What to work on: In the data beneath this task, how many lines contain "MethodCode"? Answer with the number only.
[[ Supplied data, beginning ]]
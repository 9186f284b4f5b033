use std::collections::{BTreeSet, HashMap};
use std::ops::Range;

use bcd_ir::instruction::{Insn, InsnFlags, Label, MethodCode};

use crate::error::{DecompileError, Result};
use crate::region::Section;

/// Index of a basic block within the CFG.
pub type BlockId = usize;

/// How control leaves a block.
#[derive(Debug, Clone, Copy, PartialEq, Eq)]
pub enum BlockExit {
    /// Ends at a label (or at a split point) and runs into `target`.
    Fallthrough,
    Goto,
    /// Two-way conditional: `target` when taken, `else_target` otherwise.
    Branch,
    Switch,
    Return,
    Throw,
}

/// Edge to one distinct switch target and the keys that select it.
#[derive(Debug, Clone, PartialEq, Eq)]
pub struct SwitchEdge {
    pub keys: Vec<i32>,
    pub target: BlockId,
}

#[derive(Debug, Clone, PartialEq, Eq)]
pub struct SwitchEdges {
    /// In table order of first appearance.
    pub cases: Vec<SwitchEdge>,
    pub default: BlockId,
}

/// A basic block: a run of instructions ending at a break point.
#[derive(Debug, Clone)]
pub struct BasicBlock {
    /// Unique block index.
    pub id: BlockId,
    /// Instruction index that ends the block: its terminal jump, switch,
    /// return or throw, or the label the next block starts after.
    pub break_point: usize,
    /// Instructions simulated for this block. Excludes a trailing jump or
    /// switch, includes a trailing return or throw.
    pub body: Range<usize>,
    pub exit: BlockExit,
    pub target: Option<BlockId>,
    pub else_target: Option<BlockId>,
    pub switch: Option<SwitchEdges>,
    /// Blocks with an edge to this one.
    pub targeted_by: BTreeSet<BlockId>,
    /// If this block is a catch handler entry.
    pub is_catch_handler: bool,
    /// Exception type caught at this handler entry, `None` for catch-all.
    pub caught_type: Option<String>,
    /// Structured section of the nested region this block heads, once the
    /// region has been collapsed.
    pub internal: Option<Box<Section>>,
}

impl BasicBlock {
    pub fn is_conditional(&self) -> bool {
        self.exit == BlockExit::Branch
    }

    pub fn is_goto(&self) -> bool {
        self.exit == BlockExit::Goto
    }

    pub fn is_switch(&self) -> bool {
        self.exit == BlockExit::Switch
    }

    /// Every outgoing edge, switch edges included. May repeat a block.
    pub fn successors(&self) -> Vec<BlockId> {
        let mut succs: Vec<BlockId> = self.target.into_iter().chain(self.else_target).collect();
        if let Some(sw) = &self.switch {
            succs.extend(sw.cases.iter().map(|c| c.target));
            succs.push(sw.default);
        }
        succs
    }

    /// Rewrite every edge with `f`.
    pub fn map_edges(&mut self, mut f: impl FnMut(BlockId) -> BlockId) {
        self.target = self.target.map(&mut f);
        self.else_target = self.else_target.map(&mut f);
        if let Some(sw) = &mut self.switch {
            for case in &mut sw.cases {
                case.target = f(case.target);
            }
            sw.default = f(sw.default);
        }
    }
}

/// Control flow graph for a single method.
#[derive(Debug)]
pub struct CFG {
    /// Basic blocks in physical order, indexed by BlockId.
    pub blocks: Vec<BasicBlock>,
    /// Block that starts right after each label that is a break point.
    pub label_blocks: HashMap<Label, BlockId>,
}

impl CFG {
    /// Block starting after `label`, if the label is a block boundary.
    pub fn block_at_label(&self, label: Label) -> Option<BlockId> {
        self.label_blocks.get(&label).copied()
    }

    /// Build a CFG from a method body.
    pub fn build(code: &MethodCode) -> Result<Self> {
        let instructions = &code.instructions;
        let label_index = |label: Label, index: usize| {
            code.label_index(label)
                .ok_or(DecompileError::UnresolvedLabel {
                    label: label.0,
                    index,
                })
        };

        // Step 1: Identify break points
        let mut breaks = BTreeSet::new();
        for (i, insn) in instructions.iter().enumerate() {
            let flags = insn.flags();
            if let Some(target) = insn.jump_target() {
                breaks.insert(i);
                breaks.insert(label_index(target, i)?);
            } else if let Some((pairs, default)) = insn.switch_targets() {
                breaks.insert(i);
                for (_, l) in pairs {
                    breaks.insert(label_index(l, i)?);
                }
                breaks.insert(label_index(default, i)?);
            } else if flags.intersects(InsnFlags::RETURN | InsnFlags::THROW) {
                breaks.insert(i);
            }
        }

        // Exception range boundaries are break points too
        for tc in &code.try_catch {
            for label in [tc.start, tc.end, tc.handler] {
                match code.label_index(label) {
                    Some(idx) => {
                        breaks.insert(idx);
                    }
                    None => log::warn!("try/catch range references missing label {label}"),
                }
            }
        }

        // Step 2: Create blocks between break points
        let mut blocks = Vec::new();
        let mut start = 0;
        for &brk in &breaks {
            let flags = instructions[brk].flags();
            let (body_end, exit) = if flags.contains(InsnFlags::CONDITIONAL) {
                (brk, BlockExit::Branch)
            } else if flags.contains(InsnFlags::JUMP) {
                (brk, BlockExit::Goto)
            } else if flags.contains(InsnFlags::SWITCH) {
                (brk, BlockExit::Switch)
            } else if flags.contains(InsnFlags::RETURN) {
                (brk + 1, BlockExit::Return)
            } else if flags.contains(InsnFlags::THROW) {
                (brk + 1, BlockExit::Throw)
            } else {
                (brk, BlockExit::Fallthrough)
            };
            blocks.push(BasicBlock {
                id: blocks.len(),
                break_point: brk,
                body: start..body_end,
                exit,
                target: None,
                else_target: None,
                switch: None,
                targeted_by: BTreeSet::new(),
                is_catch_handler: false,
                caught_type: None,
                internal: None,
            });
            start = brk + 1;
        }

        // Trailing instructions only form a block if they do something
        if instructions
            .get(start..)
            .is_some_and(|rest| rest.iter().any(|insn| !insn.is_pseudo()))
        {
            blocks.push(BasicBlock {
                id: blocks.len(),
                break_point: instructions.len(),
                body: start..instructions.len(),
                exit: BlockExit::Fallthrough,
                target: None,
                else_target: None,
                switch: None,
                targeted_by: BTreeSet::new(),
                is_catch_handler: false,
                caught_type: None,
                internal: None,
            });
        }

        let mut label_blocks = HashMap::new();
        for (bi, block) in blocks.iter().enumerate() {
            if let Some(Insn::Label(l)) = instructions.get(block.break_point) {
                if bi + 1 < blocks.len() {
                    label_blocks.insert(*l, bi + 1);
                }
            }
        }

        // Step 3: Add edges
        let block_at = |label: Label, index: usize| {
            label_blocks
                .get(&label)
                .copied()
                .ok_or(DecompileError::UnresolvedLabel {
                    label: label.0,
                    index,
                })
        };
        for bi in 0..blocks.len() {
            let brk = blocks[bi].break_point;
            let next = (bi + 1 < blocks.len()).then_some(bi + 1);
            match blocks[bi].exit {
                BlockExit::Fallthrough => blocks[bi].target = next,
                BlockExit::Goto | BlockExit::Branch => {
                    let insn = &instructions[brk];
                    if let Some(label) = insn.jump_target() {
                        blocks[bi].target = Some(block_at(label, brk)?);
                    }
                    if blocks[bi].exit == BlockExit::Branch {
                        blocks[bi].else_target = next;
                    }
                }
                BlockExit::Switch => {
                    if let Some((pairs, default)) = instructions[brk].switch_targets() {
                        let mut cases: Vec<SwitchEdge> = Vec::new();
                        for (key, label) in pairs {
                            let target = block_at(label, brk)?;
                            match cases.iter_mut().find(|c| c.target == target) {
                                Some(edge) => edge.keys.push(key),
                                None => cases.push(SwitchEdge {
                                    keys: vec![key],
                                    target,
                                }),
                            }
                        }
                        blocks[bi].switch = Some(SwitchEdges {
                            cases,
                            default: block_at(default, brk)?,
                        });
                    }
                }
                BlockExit::Return | BlockExit::Throw => {}
            }
        }

        // Catch handler entries
        for tc in &code.try_catch {
            if let Some(&handler) = label_blocks.get(&tc.handler) {
                blocks[handler].is_catch_handler = true;
                blocks[handler].caught_type = tc.exception.clone();
            }
        }

        let mut cfg = CFG {
            blocks,
            label_blocks,
        };
        cfg.compute_targeted_by();
        Ok(cfg)
    }

    /// Rebuild every block's `targeted_by` set from the current edges.
    pub fn compute_targeted_by(&mut self) {
        for block in &mut self.blocks {
            block.targeted_by.clear();
        }
        for bi in 0..self.blocks.len() {
            for succ in self.blocks[bi].successors() {
                self.blocks[succ].targeted_by.insert(bi);
            }
        }
    }

    /// One line per block, for debug logging.
    pub fn dump(&self) -> String {
        let mut out = String::new();
        for b in &self.blocks {
            let edge = |t: Option<BlockId>| t.map_or("-".to_string(), |t| t.to_string());
            out.push_str(&format!(
                "block {} @{} body {:?} {:?} target {} else {}",
                b.id,
                b.break_point,
                b.body,
                b.exit,
                edge(b.target),
                edge(b.else_target),
            ));
            if let Some(sw) = &b.switch {
                for case in &sw.cases {
                    out.push_str(&format!(" case {:?}->{}", case.keys, case.target));
                }
                out.push_str(&format!(" default->{}", sw.default));
            }
            out.push('\n');
        }
        out
    }
}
[[ Supplied data, end ]]
Answer section: 2